EXERCISE DETAILS |
The lines below that include "from" are to be found and copied.

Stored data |

○ ○ ○ ○ ○

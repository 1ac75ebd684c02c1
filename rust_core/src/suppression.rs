//! Suppression window keyed by score signature
//!
//! Raised whenever a goal is dispatched (from either path). While an entry is
//! live, any competing report of the same score signature is a duplicate.

use crate::models::ScoreSignature;
use log::debug;
use std::collections::HashMap;
use std::time::Duration;
use tokio::time::Instant;

#[derive(Debug, Clone, Copy, PartialEq, Eq)]
pub struct SuppressionEntry {
    pub signature: ScoreSignature,
    pub expires_at: Instant,
}

#[derive(Debug, Default)]
pub struct SuppressionWindow {
    entries: HashMap<ScoreSignature, Instant>,
}

impl SuppressionWindow {
    pub fn new() -> Self {
        Self::default()
    }

    /// Block `signature` until `now + ttl`. Re-raising extends the entry.
    pub fn raise(&mut self, signature: ScoreSignature, ttl: Duration, now: Instant) -> SuppressionEntry {
        let expires_at = now + ttl;
        self.entries.insert(signature, expires_at);
        debug!("Suppressing score {} for {:.1}s", signature, ttl.as_secs_f64());
        SuppressionEntry {
            signature,
            expires_at,
        }
    }

    pub fn is_suppressed(&self, signature: &ScoreSignature, now: Instant) -> bool {
        self.entries
            .get(signature)
            .map_or(false, |expires_at| now < *expires_at)
    }

    /// Drop expired entries, returning how many were removed
    pub fn prune(&mut self, now: Instant) -> usize {
        let initial_len = self.entries.len();
        self.entries.retain(|_, expires_at| now < *expires_at);

        let removed = initial_len - self.entries.len();
        if removed > 0 {
            debug!("Suppression cleanup: removed {} expired entries", removed);
        }
        removed
    }

    pub fn len(&self) -> usize {
        self.entries.len()
    }

    pub fn is_empty(&self) -> bool {
        self.entries.is_empty()
    }

    pub fn clear(&mut self) {
        self.entries.clear();
    }
}
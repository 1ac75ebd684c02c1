//! Draft payloads for not-yet-dispatched events
//!
//! A draft accumulates detail from every observation that mentions the same
//! event id. Merging is a non-destructive overlay: a newer field replaces an
//! older one only when the newer field is actually present.

use super::ScoreSignature;
use crate::resolver::GoalSide;
use serde::{Deserialize, Serialize};

#[derive(Debug, Clone, Copy, PartialEq, Eq, Hash, Serialize, Deserialize)]
#[serde(rename_all = "lowercase")]
pub enum EventKind {
    Goal,
    Penalty,
}

impl EventKind {
    pub fn as_str(&self) -> &'static str {
        match self {
            EventKind::Goal => "goal",
            EventKind::Penalty => "penalty",
        }
    }
}

/// Replace `slot` with `newer` when `newer` carries a value
fn overlay_field<T: Clone>(slot: &mut Option<T>, newer: &Option<T>) {
    if newer.is_some() {
        *slot = newer.clone();
    }
}

#[derive(Debug, Clone, Default, PartialEq)]
pub struct GoalDraft {
    pub scorer: Option<String>,
    pub assists: Vec<String>,
    pub shot_type: Option<String>,
    pub strength: Option<String>,
    pub period_ord: Option<String>,
    pub time: Option<String>,
    pub score: Option<ScoreSignature>,
    pub team_abbrev: Option<String>,
    pub side: Option<GoalSide>,
}

impl GoalDraft {
    pub fn overlay(&mut self, newer: &GoalDraft) {
        overlay_field(&mut self.scorer, &newer.scorer);
        if !newer.assists.is_empty() {
            self.assists = newer.assists.clone();
        }
        overlay_field(&mut self.shot_type, &newer.shot_type);
        overlay_field(&mut self.strength, &newer.strength);
        overlay_field(&mut self.period_ord, &newer.period_ord);
        overlay_field(&mut self.time, &newer.time);
        // The score a goal was first seen at is its identity; later
        // snapshots may already include subsequent goals
        if self.score.is_none() {
            self.score = newer.score;
        }
        overlay_field(&mut self.team_abbrev, &newer.team_abbrev);

        // Attribution only moves toward stronger evidence
        self.side = match (self.side, newer.side) {
            (Some(current), Some(incoming)) => Some(current.stronger(incoming)),
            (current, incoming) => current.or(incoming),
        };
    }

    pub fn has_scorer(&self) -> bool {
        self.scorer.as_deref().map_or(false, |s| !s.trim().is_empty())
    }
}

#[derive(Debug, Clone, Default, PartialEq)]
pub struct PenaltyDraft {
    pub team_abbrev: Option<String>,
    pub player: Option<String>,
    pub infraction: Option<String>,
    pub minutes: Option<u8>,
    pub drawn_by: Option<String>,
    pub served_by: Option<String>,
    pub result: Option<String>,
    pub period_ord: Option<String>,
    pub time: Option<String>,
}

impl PenaltyDraft {
    pub fn overlay(&mut self, newer: &PenaltyDraft) {
        overlay_field(&mut self.team_abbrev, &newer.team_abbrev);
        overlay_field(&mut self.player, &newer.player);
        overlay_field(&mut self.infraction, &newer.infraction);
        overlay_field(&mut self.minutes, &newer.minutes);
        overlay_field(&mut self.drawn_by, &newer.drawn_by);
        overlay_field(&mut self.served_by, &newer.served_by);
        overlay_field(&mut self.result, &newer.result);
        overlay_field(&mut self.period_ord, &newer.period_ord);
        overlay_field(&mut self.time, &newer.time);
    }
}

/// Tagged draft payload, one variant per event kind
#[derive(Debug, Clone, PartialEq)]
pub enum Draft {
    Goal(GoalDraft),
    Penalty(PenaltyDraft),
}

impl Draft {
    pub fn kind(&self) -> EventKind {
        match self {
            Draft::Goal(_) => EventKind::Goal,
            Draft::Penalty(_) => EventKind::Penalty,
        }
    }

    /// Merge `newer` into this draft. Returns false (and leaves the draft
    /// untouched) when the kinds disagree.
    pub fn overlay(&mut self, newer: &Draft) -> bool {
        match (self, newer) {
            (Draft::Goal(current), Draft::Goal(incoming)) => {
                current.overlay(incoming);
                true
            }
            (Draft::Penalty(current), Draft::Penalty(incoming)) => {
                current.overlay(incoming);
                true
            }
            _ => false,
        }
    }

    pub fn goal_score(&self) -> Option<ScoreSignature> {
        match self {
            Draft::Goal(goal) => goal.score,
            Draft::Penalty(_) => None,
        }
    }
}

○ ○ ○ ○ ○

RESPONSE TO THIS EXERCISE |
//! Raised whenever a goal is dispatched (from either path). While an entry is
//! A draft accumulates detail from every observation that mentions the same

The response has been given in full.